Christmas has always been a magical time of year. I remember the excitement fluttering through my body as a young child, desperate for that last few days to pass so it would finally be Christmas morning. I remember the gatherings with family, the endless parade of things to nibble and snack on even when you had no room left. I remember the reluctant trudging through the snow with family in the dark on Christmas Eve to sing on doorsteps only to be happy we did it because of the smiles it brought and the way Christmas was that much closer when we came home. I remember plates of treats dropped secretly on neighbours’ porches before running like made into the darkness before we were caught in the act. I remember wrapping presents in a secluded location so little eyes wouldn’t see the surprise in store. I remember barely being able to stay awake Christmas Eve until everyone was finally asleep and stockings could be filled. I remember waking up at the crack of dawn to get a turkey into the oven so we’d be able to have the big dinner later that day and eating chocolates for breakfast with a mandarin orange(healthy?) chaser. I remember laughing about nothing and simply celebrating being part of a family. I never thought it would be any different.

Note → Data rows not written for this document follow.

//! Field state and core simulation types

use glam::Vec2;
use rand::{Rng, SeedableRng};
use rand_pcg::Pcg32;

use crate::consts::{OPACITY_MAX, OPACITY_MIN};
use crate::settings::FieldConfig;

/// A single moving point
#[derive(Debug, Clone, Copy, PartialEq)]
pub struct Particle {
    pub pos: Vec2,
    pub vel: Vec2,
    /// Radius in pixels, fixed for the particle's lifetime
    pub size: f32,
    /// Fill alpha, fixed for the particle's lifetime
    pub opacity: f32,
}

impl Particle {
    /// Draw a particle with randomized state inside `bounds`
    pub fn random(rng: &mut impl Rng, bounds: Vec2, config: &FieldConfig) -> Self {
        let half_speed = config.speed_scale / 2.0;
        Self {
            pos: Vec2::new(
                rng.random_range(0.0..=bounds.x),
                rng.random_range(0.0..=bounds.y),
            ),
            vel: Vec2::new(
                rng.random_range(-half_speed..=half_speed),
                rng.random_range(-half_speed..=half_speed),
            ),
            size: rng.random_range(config.size_min..=config.size_max),
            opacity: rng.random_range(OPACITY_MIN..=OPACITY_MAX),
        }
    }
}

/// Pointer position (if any) plus the fixed interaction radius
#[derive(Debug, Clone, Copy, PartialEq)]
pub struct Cursor {
    pub pos: Option<Vec2>,
    pub radius: f32,
}

impl Cursor {
    pub fn new(radius: f32) -> Self {
        Self { pos: None, radius }
    }

    pub fn set(&mut self, pos: Vec2) {
        self.pos = Some(pos);
    }

    pub fn clear(&mut self) {
        self.pos = None;
    }

    /// Cursor position and distance to `point`, if present and within radius
    pub fn reach(&self, point: Vec2) -> Option<(Vec2, f32)> {
        let pos = self.pos?;
        let distance = pos.distance(point);
        (distance < self.radius).then_some((pos, distance))
    }
}

/// Everything one field mutates frame to frame
#[derive(Debug, Clone)]
pub struct FieldState {
    pub particles: Vec<Particle>,
    pub cursor: Cursor,
    /// Surface width and height
    pub bounds: Vec2,
    /// Number of regenerations so far
    pub generation: u32,
    rng: Pcg32,
}

impl FieldState {
    /// Empty field; call [`FieldState::regenerate`] to populate it
    pub fn new(seed: u64, cursor_radius: f32) -> Self {
        Self {
            particles: Vec::new(),
            cursor: Cursor::new(cursor_radius),
            bounds: Vec2::ZERO,
            generation: 0,
            rng: Pcg32::seed_from_u64(seed),
        }
    }

    /// Discard the current set and draw `config.particle_count()` fresh particles
    pub fn regenerate(&mut self, width: f32, height: f32, config: &FieldConfig) {
        self.bounds = Vec2::new(width.max(0.0), height.max(0.0));
        let bounds = self.bounds;
        let rng = &mut self.rng;
        self.particles = (0..config.particle_count())
            .map(|_| Particle::random(rng, bounds, config))
            .collect();
        self.generation += 1;
        log::debug!(
            "Regenerated {} particles for {}x{} (generation {})",
            self.particles.len(),
            width,
            height,
            self.generation
        );
    }
}
// End-to-end field behaviour through the public API, stepped with the manual
// scheduler instead of real display refreshes.

use std::cell::RefCell;
use std::rc::Rc;

use glam::Vec2;
use particle_field::platform::{ManualScheduler, run_loop};
use particle_field::renderer::DrawCall;
use particle_field::sim::Particle;
use particle_field::{FieldAnimator, FieldConfig, RecordingSurface};

fn still(x: f32, y: f32) -> Particle {
    Particle {
        pos: Vec2::new(x, y),
        vel: Vec2::ZERO,
        size: 1.5,
        opacity: 0.5,
    }
}

fn field(count: usize, w: f32, h: f32) -> Rc<RefCell<FieldAnimator<RecordingSurface>>> {
    let animator = FieldAnimator::new(
        FieldConfig::with_count(count),
        RecordingSurface::new(w, h),
        2024,
    )
    .unwrap();
    Rc::new(RefCell::new(animator))
}

#[test]
fn three_particles_link_only_the_close_pair() {
    let animator = field(3, 2000.0, 2000.0);
    animator.borrow_mut().state_mut().particles =
        vec![still(0.0, 0.0), still(10.0, 0.0), still(1000.0, 1000.0)];

    let scheduler = ManualScheduler::new();
    run_loop(animator.clone(), scheduler.clone());
    assert!(scheduler.advance(16.0));

    let a = animator.borrow();
    assert_eq!(a.last_frame().links, 1);
    let lines: Vec<_> = a.surface().lines().collect();
    assert_eq!(lines.len(), 1);
    match lines[0] {
        DrawCall::Line { from, to, .. } => {
            assert_eq!(*from, Vec2::ZERO);
            assert_eq!(*to, Vec2::new(10.0, 0.0));
        }
        other => panic!("unexpected call {other:?}"),
    }
}

#[test]
fn cursor_pushes_particle_away_and_links_to_it() {
    let animator = field(1, 800.0, 600.0);
    {
        let mut a = animator.borrow_mut();
        a.state_mut().particles = vec![still(0.0, 0.0)];
        a.pointer_move(5.0, 0.0);
    }

    let summary = animator.borrow_mut().frame(16.0);
    let a = animator.borrow();
    let p = a.state().particles[0];
    let expected_push = (150.0 - 5.0) / 150.0 * 0.5;
    assert!((p.pos.x + expected_push).abs() < 1e-5);
    assert_eq!(summary.cursor_links, 1);

    // Line drawn from the displaced particle, faded by its new distance
    let d = 5.0 + expected_push;
    let cursor_alpha = a.config().cursor_link_alpha;
    let stroke = a
        .surface()
        .lines()
        .find_map(|c| match c {
            DrawCall::Line { stroke, width, .. } if *width == a.config().cursor_link_width => {
                Some(*stroke)
            }
            _ => None,
        })
        .expect("cursor line");
    assert!((stroke.a - cursor_alpha * (1.0 - d / 150.0)).abs() < 1e-5);
}

#[test]
fn resize_regenerates_at_configured_count() {
    let animator = field(50, 800.0, 600.0);
    let scheduler = ManualScheduler::new();
    run_loop(animator.clone(), scheduler.clone());
    scheduler.run_frames(5, 0.0, 16.0);

    for (w, h) in [(400.0, 300.0), (1280.0, 720.0), (400.0, 300.0)] {
        animator.borrow_mut().resize(w, h);
        let a = animator.borrow();
        assert_eq!(a.state().particles.len(), 50);
        assert!(
            a.state()
                .particles
                .iter()
                .all(|p| p.pos.x >= 0.0 && p.pos.x <= w && p.pos.y >= 0.0 && p.pos.y <= h)
        );
    }

    // Loop keeps running after resizes
    assert_eq!(scheduler.run_frames(3, 100.0, 16.0), 3);
    assert_eq!(animator.borrow().stats().frames, 8);
    assert_eq!(animator.borrow().surface().circles().count(), 50);
}

#[test]
fn independent_animators_do_not_share_state() {
    let first = field(10, 300.0, 300.0);
    let second = field(10, 300.0, 300.0);
    first.borrow_mut().pointer_move(150.0, 150.0);

    assert!(first.borrow().state().cursor.pos.is_some());
    assert!(second.borrow().state().cursor.pos.is_none());
}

This year, thousands of miles away from all our family, Trevor and I are struggling to capture that magic. So many things are different. This year will likely not be our best effort at recapturing the traditions of the past. Less than a week before the big day, we have yet to get our cards sent. There is one wrapped gift under the tree. Today it reached 40 degrees Celsius (which is 104 Fahrenheit). That is decidedly unfestive. Neither of us really feels like shopping, baking Christmas treats, playing board games…any of it. After searching for an inexpensive turkey, we finally found one last weekend and we are determined to bake it next week no matter what. I will make some pies; we’ll prepare all the usual feast trimmings and share it with some friends. But it’s not the same. We are realizing there are some key elements missing in our celebration model.
#1 FAMILY – this is the big one. Christmas is meant for sharing. Without family, particularly children, it’s hard to get excited. We get hooked on their imagined excitement over the gifts we have carefully selected to show our love. We plan our activities around their enjoyment (and interests/attention span). This year it will phone calls and possibly skype, and some rather late packages once the rest of the parts required finally arrive.
#2 SNOW – Never thought I’d miss winter. But I’m realizing a lot of our Yuletide abandon is a product of the cabin fever we have just remembered is starting. We want to show the world that even though it’s bitterly cold, our car doesn’t want to start, and the sun is suddenly allergic to our planet, we will not go without a fight. We will push back the darkness with lights and decorations, parties and presents. We will celebrate the knowledge that life is so much more than winter and the sun will come again. Over here, the sun is in abundance right now. We’d almost like a brief reprieve. Cooking a turkey in my house/brick oven seems ludicrous. On a day like today I’d like Christmas dinner to be ice-cream, followed by floating in an unheated pool.
#3 FOOD – This is also weather related, sadly. One of the staples of Christmas is all the baking. As we ease into summer that really isn’t a powerful urge. Without the caloric demands of winter, overindulgence seems like a recipe for indigestion and discomfort. It would be messy and sticky. But we’re going to keep our fingers crossed and make an attempt next week anyway. I’m starting to think a spatch-cocked turkey cooked on the BBQ would be genius. Perhaps next year. Of course, that would mean finding a BBQ by next year, but we’ll see what the New Year brings.
#4 MUSIC – For the first time in decades we are without a Christmas concert to attend. No recitals. No choir performances. I find myself craving the outlet. I used to get tired of the Christmas carols in Canada, the incessant repetition of Christmas music in the stores, on the radio, even at church. Not this time. We’ve got a serious Christmas music deficit happening and I find myself craving each chance to sing a carol. I almost bought myself a ukulele the other day because I wanted to learn to play it and be able to sing some carols to lighten the mood. There is something affirming in making music that celebrates the Saviour and the love of Christmas. I’m missing the outlet desperately.
Perhaps I need to clarify a few things before this becomes a pathetic sombre plea for rescue. It’s really not. We’re doing pretty well. We don’t have the resources to go mad with the décor this year on a student budget. But I did find a cheap little tree and it’s adorable. I did my best and it really helped bring some Christmas cheer into the house. And I did find a beautiful nativity that makes me smile each time I see it. And I remembered the tiny nativity I squirrelled away in a tin for the journey over here after having completely forgotten it. It was the best surprise ever. And we’re finding ways to gradually choose which traditions we can manage over here and which ones need to go into storage for a while. Adjustment is always hard. The things we will miss most are not easily remedied. We cannot hug our loved ones. We cannot stay up late with them watching Christmas specials. We cannot gather Christmas day and work on crafts at the table, laughing over our efforts. But we can remember. And be thankful we have been so blessed to have such wonderful memories and loved ones. And we can do better next year. Because that’s the magic of Christmas. We get to do it over and over again, getting closer to perfect each year. And simple is always a good starting point.